-- Data to use follows --
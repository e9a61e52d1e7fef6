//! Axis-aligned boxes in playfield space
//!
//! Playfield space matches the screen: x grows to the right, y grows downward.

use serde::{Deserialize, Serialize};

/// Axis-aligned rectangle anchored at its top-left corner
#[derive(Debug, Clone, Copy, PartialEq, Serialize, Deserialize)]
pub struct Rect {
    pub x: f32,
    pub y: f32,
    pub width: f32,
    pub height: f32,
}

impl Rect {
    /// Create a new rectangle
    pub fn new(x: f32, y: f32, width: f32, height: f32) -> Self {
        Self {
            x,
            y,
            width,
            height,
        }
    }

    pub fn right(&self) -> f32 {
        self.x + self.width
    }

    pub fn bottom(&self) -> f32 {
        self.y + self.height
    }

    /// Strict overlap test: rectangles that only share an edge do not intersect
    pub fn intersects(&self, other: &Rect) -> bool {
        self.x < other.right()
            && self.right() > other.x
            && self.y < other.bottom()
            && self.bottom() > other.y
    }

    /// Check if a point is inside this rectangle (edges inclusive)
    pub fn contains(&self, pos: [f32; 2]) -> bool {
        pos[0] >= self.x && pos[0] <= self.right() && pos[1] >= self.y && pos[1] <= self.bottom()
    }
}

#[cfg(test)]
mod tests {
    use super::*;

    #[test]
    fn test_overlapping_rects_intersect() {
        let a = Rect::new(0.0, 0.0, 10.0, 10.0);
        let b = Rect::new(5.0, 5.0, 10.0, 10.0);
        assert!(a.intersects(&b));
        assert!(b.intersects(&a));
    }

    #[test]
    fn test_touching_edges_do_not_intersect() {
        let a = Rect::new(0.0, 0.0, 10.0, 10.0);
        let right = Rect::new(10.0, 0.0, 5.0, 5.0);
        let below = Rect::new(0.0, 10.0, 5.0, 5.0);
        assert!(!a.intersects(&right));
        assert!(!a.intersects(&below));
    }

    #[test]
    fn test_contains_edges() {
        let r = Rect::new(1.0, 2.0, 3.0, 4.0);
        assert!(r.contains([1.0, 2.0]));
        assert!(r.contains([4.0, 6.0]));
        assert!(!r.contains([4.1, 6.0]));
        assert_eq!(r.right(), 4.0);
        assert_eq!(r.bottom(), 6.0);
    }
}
-- Data to use concluded --
-- Data to use follows --
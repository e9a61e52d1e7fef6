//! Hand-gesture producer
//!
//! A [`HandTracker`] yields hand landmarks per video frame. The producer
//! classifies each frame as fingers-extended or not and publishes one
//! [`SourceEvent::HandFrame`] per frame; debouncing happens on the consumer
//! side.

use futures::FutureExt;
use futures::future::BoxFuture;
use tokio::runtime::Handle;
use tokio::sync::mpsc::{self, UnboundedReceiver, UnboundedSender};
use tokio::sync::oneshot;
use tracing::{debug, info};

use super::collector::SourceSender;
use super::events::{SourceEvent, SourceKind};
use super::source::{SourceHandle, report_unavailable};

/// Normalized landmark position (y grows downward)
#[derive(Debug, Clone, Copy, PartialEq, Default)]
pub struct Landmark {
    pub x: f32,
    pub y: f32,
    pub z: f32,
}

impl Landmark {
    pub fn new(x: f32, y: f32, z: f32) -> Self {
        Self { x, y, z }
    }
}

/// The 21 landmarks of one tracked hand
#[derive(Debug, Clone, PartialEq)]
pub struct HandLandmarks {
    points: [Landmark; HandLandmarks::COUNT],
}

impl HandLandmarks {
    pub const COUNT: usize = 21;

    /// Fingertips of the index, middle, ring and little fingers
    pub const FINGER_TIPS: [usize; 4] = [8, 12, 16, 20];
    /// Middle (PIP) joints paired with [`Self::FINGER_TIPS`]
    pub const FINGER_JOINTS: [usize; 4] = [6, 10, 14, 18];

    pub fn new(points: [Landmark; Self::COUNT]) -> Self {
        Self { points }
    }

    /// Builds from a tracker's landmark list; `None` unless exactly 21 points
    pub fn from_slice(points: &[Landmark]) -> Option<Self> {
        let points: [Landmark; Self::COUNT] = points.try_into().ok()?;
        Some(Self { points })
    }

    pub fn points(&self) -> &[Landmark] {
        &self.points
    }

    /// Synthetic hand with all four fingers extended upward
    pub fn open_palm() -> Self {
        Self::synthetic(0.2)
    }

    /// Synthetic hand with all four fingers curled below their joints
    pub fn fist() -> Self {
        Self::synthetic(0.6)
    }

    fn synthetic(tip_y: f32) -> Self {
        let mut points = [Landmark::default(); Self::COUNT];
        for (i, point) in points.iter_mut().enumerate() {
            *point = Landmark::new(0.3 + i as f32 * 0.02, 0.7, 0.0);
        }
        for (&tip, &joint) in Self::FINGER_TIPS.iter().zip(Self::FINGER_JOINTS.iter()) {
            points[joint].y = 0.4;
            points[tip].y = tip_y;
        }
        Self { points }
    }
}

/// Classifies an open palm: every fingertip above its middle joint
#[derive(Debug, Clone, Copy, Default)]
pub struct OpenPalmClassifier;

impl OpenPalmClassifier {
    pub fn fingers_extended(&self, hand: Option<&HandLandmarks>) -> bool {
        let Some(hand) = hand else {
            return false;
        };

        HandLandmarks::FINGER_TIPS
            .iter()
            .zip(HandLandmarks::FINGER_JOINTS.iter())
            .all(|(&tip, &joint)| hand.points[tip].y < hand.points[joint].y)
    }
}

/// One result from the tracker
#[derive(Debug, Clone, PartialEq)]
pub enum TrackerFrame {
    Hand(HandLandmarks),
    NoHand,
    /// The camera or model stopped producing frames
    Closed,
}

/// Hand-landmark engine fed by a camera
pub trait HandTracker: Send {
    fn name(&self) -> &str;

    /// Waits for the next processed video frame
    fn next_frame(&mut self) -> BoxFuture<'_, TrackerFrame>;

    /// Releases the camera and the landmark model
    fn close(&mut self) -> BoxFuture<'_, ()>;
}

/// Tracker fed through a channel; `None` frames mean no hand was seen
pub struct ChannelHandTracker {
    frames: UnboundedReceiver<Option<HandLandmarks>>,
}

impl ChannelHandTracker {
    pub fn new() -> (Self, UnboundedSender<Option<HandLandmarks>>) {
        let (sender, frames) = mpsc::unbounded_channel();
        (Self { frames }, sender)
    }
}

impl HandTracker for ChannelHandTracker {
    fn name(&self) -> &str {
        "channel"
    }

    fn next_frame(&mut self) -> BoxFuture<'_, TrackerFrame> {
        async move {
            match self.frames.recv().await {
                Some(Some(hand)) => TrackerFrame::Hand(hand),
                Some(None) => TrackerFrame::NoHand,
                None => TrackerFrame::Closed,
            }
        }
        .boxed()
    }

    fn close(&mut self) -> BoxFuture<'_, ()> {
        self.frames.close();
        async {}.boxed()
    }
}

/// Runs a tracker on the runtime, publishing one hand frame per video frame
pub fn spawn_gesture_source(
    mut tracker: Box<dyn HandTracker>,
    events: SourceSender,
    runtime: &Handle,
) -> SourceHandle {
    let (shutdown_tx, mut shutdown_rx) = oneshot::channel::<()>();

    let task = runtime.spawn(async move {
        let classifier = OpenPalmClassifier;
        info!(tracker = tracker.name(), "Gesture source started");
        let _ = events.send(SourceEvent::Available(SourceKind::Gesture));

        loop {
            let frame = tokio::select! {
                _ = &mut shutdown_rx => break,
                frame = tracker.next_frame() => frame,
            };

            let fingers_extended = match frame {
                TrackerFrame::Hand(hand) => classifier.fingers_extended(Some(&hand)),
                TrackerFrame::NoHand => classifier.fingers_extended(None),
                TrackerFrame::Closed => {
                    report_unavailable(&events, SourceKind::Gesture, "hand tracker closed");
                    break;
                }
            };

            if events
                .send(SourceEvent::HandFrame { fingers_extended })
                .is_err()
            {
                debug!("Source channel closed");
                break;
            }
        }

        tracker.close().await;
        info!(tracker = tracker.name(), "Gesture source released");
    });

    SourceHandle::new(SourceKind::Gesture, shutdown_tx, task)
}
-- Data to use concluded --
Work required
Please, from the entries above, set down exactly the lines from the one containing "pub const FINGER_JOINTS: [usize;" through the one containing "let points: [Landmark;", and only those.

Your response
    pub const FINGER_JOINTS: [usize; 4] = [6, 10, 14, 18];

    pub fn new(points: [Landmark; Self::COUNT]) -> Self {
        Self { points }
    }

    /// Builds from a tracker's landmark list; `None` unless exactly 21 points
    pub fn from_slice(points: &[Landmark]) -> Option<Self> {
        let points: [Landmark; Self::COUNT] = points.try_into().ok()?;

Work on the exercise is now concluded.